#### GIVEN INFORMATION
.....
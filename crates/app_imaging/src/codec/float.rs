//! Linear float RGBA formats decoded by native libraries, tone mapped to RGBA8

use super::check_cancelled;
use crate::cancel::CancelToken;
use crate::composite::{Composite, Payload, RasterImage};
use crate::error::{DecodeError, NativeError};
use crate::format::ImageFormat;
use crate::native::{NativeCodec, NativeKind};
use rayon::prelude::*;
use std::sync::Arc;

const GAMMA: f32 = 1.0 / 2.2;

/// Decoder for one native float format (HDR or EXR)
#[derive(Debug)]
pub struct FloatRgbaDecoder {
    kind: NativeKind,
    codec: Option<Arc<NativeCodec>>,
}

impl FloatRgbaDecoder {
    /// `codec` may be `None` when the library could not be found; the
    /// decoder still claims its format so such files fail cleanly instead
    /// of reaching the raster fallback.
    pub fn new(kind: NativeKind, codec: Option<NativeCodec>) -> Self {
        if let Some(codec) = &codec {
            debug_assert_eq!(codec.kind(), kind);
        }

        Self {
            kind,
            codec: codec.map(Arc::new),
        }
    }

    pub fn name(&self) -> &'static str {
        match self.kind {
            NativeKind::Hdr => "HdrDecoder",
            NativeKind::Exr => "ExrDecoder",
        }
    }

    pub fn kind(&self) -> NativeKind {
        self.kind
    }

    pub fn is_available(&self) -> bool {
        self.codec.is_some()
    }

    pub fn can_decode(&self, format: ImageFormat) -> bool {
        format == self.kind.format()
    }

    pub(crate) fn decode_into(
        &self,
        composite: &mut Composite,
        cancel: &CancelToken,
    ) -> Result<(), DecodeError> {
        let codec = self.codec.as_ref().ok_or(NativeError::Unavailable(self.kind))?;

        let pixels = codec.load(composite.path().as_path())?;
        // From here on `pixels` is released by drop on every path
        check_cancelled(cancel)?;

        let (rgba, grayscale) = tone_map(pixels.as_slice());
        let (width, height) = (pixels.width(), pixels.height());
        drop(pixels);
        check_cancelled(cancel)?;

        composite.set_grayscale(grayscale);
        composite.set_payload(Payload::Raster(RasterImage::new(width, height, rgba)));

        Ok(())
    }
}

/// `clamp(255 * max(v, 0)^(1/2.2))`
pub fn tone_map_channel(value: f32) -> u8 {
    // f32::max discards NaN, so NaN maps to 0
    (value.max(0.0).powf(GAMMA) * 255.0).clamp(0.0, 255.0) as u8
}

/// True when every pixel has G and B exactly zero
pub fn detect_grayscale(src: &[f32]) -> bool {
    src.par_chunks_exact(4).all(|px| px[1] == 0.0 && px[2] == 0.0)
}

/// Convert interleaved float RGBA to RGBA8.
///
/// Grayscale is detected on the source first. Grayscale sources carry their
/// intensity in R only, so it is replicated into G and B.
pub fn tone_map(src: &[f32]) -> (Vec<u8>, bool) {
    let grayscale = detect_grayscale(src);
    let mut out = vec![0u8; src.len() / 4 * 4];

    out.par_chunks_exact_mut(4)
        .zip(src.par_chunks_exact(4))
        .for_each(|(dst, px)| {
            let r = tone_map_channel(px[0]);
            if grayscale {
                dst[0] = r;
                dst[1] = r;
                dst[2] = r;
            } else {
                dst[0] = r;
                dst[1] = tone_map_channel(px[1]);
                dst[2] = tone_map_channel(px[2]);
            }
            dst[3] = tone_map_channel(px[3]);
        });

    (out, grayscale)
}

#[cfg(test)]
mod tests {
    use super::*;
    use crate::codec::Decoder;
    use crate::composite::LoadState;
    use crate::native::testing::*;
    use app_fs::UniversalPath;
    use std::ffi::{c_char, c_int};
    use std::sync::atomic::{AtomicUsize, Ordering};

    #[test]
    fn test_tone_map_channel() {
        assert_eq!(tone_map_channel(0.0), 0);
        assert_eq!(tone_map_channel(-3.0), 0);
        assert_eq!(tone_map_channel(1.0), 255);
        assert_eq!(tone_map_channel(40.0), 255);
        assert_eq!(tone_map_channel(f32::NAN), 0);
        // 0.5^(1/2.2) * 255 = 186.1
        assert_eq!(tone_map_channel(0.5), 186);
    }

    #[test]
    fn test_grayscale_replicates_red() {
        let src = [0.5, 0.0, 0.0, 1.0, 1.0, 0.0, 0.0, 1.0];
        let (rgba, gray) = tone_map(&src);
        assert!(gray);
        assert_eq!(rgba, vec![186, 186, 186, 255, 255, 255, 255, 255]);
    }

    #[test]
    fn test_color_source() {
        let src = [1.0, 0.5, 0.0, 1.0, 0.0, 0.0, 0.0, 0.0];
        let (rgba, gray) = tone_map(&src);
        assert!(!gray);
        assert_eq!(rgba, vec![255, 186, 0, 255, 0, 0, 0, 0]);
    }

    static HDR_LOADS: AtomicUsize = AtomicUsize::new(0);
    static HDR_FREES: AtomicUsize = AtomicUsize::new(0);

    unsafe extern "C" fn hdr_load(
        path: *const c_char,
        pixels: *mut *mut f32,
        width: *mut c_int,
        height: *mut c_int,
    ) -> bool {
        HDR_LOADS.fetch_add(1, Ordering::SeqCst);
        assert!(path_str(path).ends_with("sky.hdr"));
        write_out(pixels, width, height, 1, 2, vec![1.0, 1.0, 1.0, 1.0, 0.0, 0.5, 0.0, 1.0]);
        true
    }

    unsafe extern "C" fn hdr_free(ptr: *mut f32) {
        HDR_FREES.fetch_add(1, Ordering::SeqCst);
        reclaim_buffer(ptr, 8);
    }

    #[test]
    fn test_native_decode_releases_buffer() {
        let codec = unsafe { NativeCodec::from_fns(NativeKind::Hdr, hdr_load, hdr_free) };
        let decoder = Decoder::FloatRgba(FloatRgbaDecoder::new(NativeKind::Hdr, Some(codec)));

        let composite = Composite::new(UniversalPath::new("/images/sky.hdr"));
        let composite = decoder.decode(composite, &CancelToken::new());

        assert_eq!(composite.state(), LoadState::Complete);
        assert_eq!(composite.content_size(), (1.0, 2.0));
        assert!(!composite.is_grayscale());
        assert_eq!(HDR_LOADS.load(Ordering::SeqCst), 1);
        assert_eq!(HDR_FREES.load(Ordering::SeqCst), 1);
    }

    static REJECT_FREES: AtomicUsize = AtomicUsize::new(0);

    unsafe extern "C" fn reject_load(
        _path: *const c_char,
        _pixels: *mut *mut f32,
        _width: *mut c_int,
        _height: *mut c_int,
    ) -> bool {
        false
    }

    unsafe extern "C" fn reject_free(_ptr: *mut f32) {
        REJECT_FREES.fetch_add(1, Ordering::SeqCst);
    }

    #[test]
    fn test_native_rejection_is_failed_without_free() {
        let codec = unsafe { NativeCodec::from_fns(NativeKind::Hdr, reject_load, reject_free) };
        let decoder = Decoder::FloatRgba(FloatRgbaDecoder::new(NativeKind::Hdr, Some(codec)));

        let composite = Composite::new(UniversalPath::new("/images/bad.hdr"));
        let composite = decoder.decode(composite, &CancelToken::new());

        assert_eq!(composite.state(), LoadState::Failed);
        assert!(composite.is_empty());
        assert_eq!(REJECT_FREES.load(Ordering::SeqCst), 0);
    }

    #[test]
    fn test_missing_library_fails_cleanly() {
        let decoder = Decoder::FloatRgba(FloatRgbaDecoder::new(NativeKind::Exr, None));
        assert!(decoder.can_decode(ImageFormat::Exr));

        let composite = Composite::new(UniversalPath::new("/images/a.exr"));
        let composite = decoder.decode(composite, &CancelToken::new());

        assert_eq!(composite.state(), LoadState::Failed);
        assert!(composite.is_empty());
    }
}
.....
#### YOUR GOAL
The word is "const". Copy every line above where it appears.

#### SOLVED EXERCISE
const GAMMA: f32 = 1.0 / 2.2;
        path: *const c_char,
        _path: *const c_char,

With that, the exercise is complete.